RECORDS SHOWN -
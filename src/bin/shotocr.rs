//! CLI binary for screenshot-ocr.
//!
//! A thin shim over the library crate that maps CLI flags
//! to `PipelineConfig` and prints per-file progress.

use anyhow::{Context, Result};
use clap::{Args, Parser, Subcommand};
use indicatif::{ProgressBar, ProgressStyle};
use screenshot_ocr::{
    extract_to_file, normalize_file, LanguageSet, PipelineConfig, PipelineProgressCallback,
    ProgressCallback, Stage,
};
use std::io;
use std::path::{Path, PathBuf};
use std::sync::atomic::{AtomicUsize, Ordering};
use std::sync::Arc;
use std::time::Duration;
use tracing_subscriber::EnvFilter;

// ── ANSI colour helpers (no extra deps) ──────────────────────────────────────

fn green(s: &str) -> String {
    format!("\x1b[32m{s}\x1b[0m")
}
fn red(s: &str) -> String {
    format!("\x1b[31m{s}\x1b[0m")
}
fn dim(s: &str) -> String {
    format!("\x1b[2m{s}\x1b[0m")
}
fn bold(s: &str) -> String {
    format!("\x1b[1m{s}\x1b[0m")
}
fn cyan(s: &str) -> String {
    format!("\x1b[36m{s}\x1b[0m")
}

// ── CLI progress callback ────────────────────────────────────────────────────

/// Prints one stdout line per file and, when enabled, keeps an indicatif bar
/// on stderr. Per-file lines go through `bar.suspend` so they never tear the
/// bar.
struct CliProgressCallback {
    bar: Option<ProgressBar>,
    fallbacks: AtomicUsize,
}

impl CliProgressCallback {
    fn new(with_bar: bool) -> Arc<Self> {
        let bar = with_bar.then(|| {
            let bar = ProgressBar::new(0);
            let style = ProgressStyle::with_template(
                "{spinner:.cyan} {prefix:.bold}  \
                 [{bar:42.green/238}] {pos:>3}/{len} files  \
                 ⏱ {elapsed_precise}  ETA {eta_precise}",
            )
            .unwrap_or_else(|_| ProgressStyle::default_bar())
            .progress_chars("█▉▊▋▌▍▎▏  ")
            .tick_strings(&["⠋", "⠙", "⠹", "⠸", "⠼", "⠴", "⠦", "⠧", "⠇", "⠏", "⠿"]);
            bar.set_style(style);
            bar
        });
        Arc::new(Self {
            bar,
            fallbacks: AtomicUsize::new(0),
        })
    }

    fn say(&self, line: String) {
        match self.bar {
            Some(ref bar) => bar.suspend(|| println!("{line}")),
            None => println!("{line}"),
        }
    }
}

impl PipelineProgressCallback for CliProgressCallback {
    fn on_stage_start(&self, stage: Stage, total_files: usize) {
        self.fallbacks.store(0, Ordering::SeqCst);
        if let Some(ref bar) = self.bar {
            bar.reset();
            bar.set_length(total_files as u64);
            bar.set_position(0);
            bar.set_prefix(match stage {
                Stage::Extraction => "OCR",
                Stage::Normalization => "LLM",
            });
            bar.enable_steady_tick(Duration::from_millis(80));
        }
    }

    fn on_file_start(&self, stage: Stage, file: &str, _index: usize, _total: usize) {
        let verb = match stage {
            Stage::Extraction => "Processing",
            Stage::Normalization => "Normalizing",
        };
        self.say(format!("{verb} {file}..."));
        if let Some(ref bar) = self.bar {
            bar.set_message(file.to_string());
        }
    }

    fn on_file_complete(&self, _stage: Stage, file: &str, index: usize, total: usize, lines: usize) {
        self.say(format!(
            "  {} {:>3}/{:<3} {}  {}",
            green("✓"),
            index,
            total,
            file,
            dim(&format!("{lines} lines")),
        ));
        if let Some(ref bar) = self.bar {
            bar.inc(1);
        }
    }

    fn on_file_fallback(&self, file: &str, index: usize, total: usize, error: &str) {
        self.fallbacks.fetch_add(1, Ordering::SeqCst);

        // Truncate very long provider messages to keep output tidy.
        let msg: String = if error.chars().count() > 100 {
            format!("{}\u{2026}", error.chars().take(99).collect::<String>())
        } else {
            error.to_string()
        };

        self.say(format!(
            "  {} {:>3}/{:<3} {}  {}  {}",
            red("✗"),
            index,
            total,
            file,
            red(&msg),
            dim("(kept original lines)"),
        ));
        if let Some(ref bar) = self.bar {
            bar.inc(1);
        }
    }

    fn on_stage_complete(&self, stage: Stage, total_files: usize, success_count: usize) {
        if let Some(ref bar) = self.bar {
            bar.finish_and_clear();
        }
        match stage {
            Stage::Extraction => eprintln!(
                "{} {} files processed",
                green("✔"),
                bold(&success_count.to_string())
            ),
            Stage::Normalization => {
                let fallbacks = self.fallbacks.load(Ordering::SeqCst);
                if fallbacks == 0 {
                    eprintln!(
                        "{} {} files normalized",
                        green("✔"),
                        bold(&success_count.to_string())
                    );
                } else {
                    eprintln!(
                        "{} {}/{} files normalized  ({} kept original lines)",
                        cyan("⚠"),
                        bold(&success_count.to_string()),
                        total_files,
                        red(&fallbacks.to_string()),
                    );
                }
            }
        }
    }
}

const AFTER_HELP: &str = r#"EXAMPLES:
  # Both stages with the default file names
  shotocr

  # OCR only, Japanese screenshots, sparse-text segmentation
  shotocr extract --languages jpn --psm 11

  # LLM pass over an existing output.json
  shotocr normalize --model gpt-4o-mini --delay-ms 500

  # Custom folders and files
  shotocr run --input ~/Pictures/captures --intermediate ocr.json --output clean.json

FILES:
  screenshots/             input images (.png, .jpg, .jpeg; any case)
  output.json              extraction result: { "file.png": ["line", …], … }
  normalized_output.json   normalization result, same shape

ENVIRONMENT VARIABLES:
  OPENAI_API_KEY     OpenAI API key (a .env file in the working directory is loaded)
  SHOTOCR_PROVIDER   LLM provider (openai, anthropic, gemini, ollama, …)
  SHOTOCR_MODEL      LLM model ID (default gpt-4)
  TESSERACT_PATH     tesseract executable to use instead of the one on PATH
  TESSDATA_PREFIX    tesseract language data directory
  RUST_LOG           tracing filter, overrides --verbose / --quiet

SETUP:
  1. Install tesseract with the language packs you need:
       apt install tesseract-ocr tesseract-ocr-jpn tesseract-ocr-ben
  2. Put screenshots in ./screenshots and run: shotocr extract
  3. Optional LLM pass: echo OPENAI_API_KEY=sk-... > .env && shotocr normalize
"#;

EXERCISE GOAL - Pull out every line in the data above that has the word "screenshots".

ANSWER TO THE EXERCISE -
  # OCR only, Japanese screenshots, sparse-text segmentation
  screenshots/             input images (.png, .jpg, .jpeg; any case)
  2. Put screenshots in ./screenshots and run: shotocr extract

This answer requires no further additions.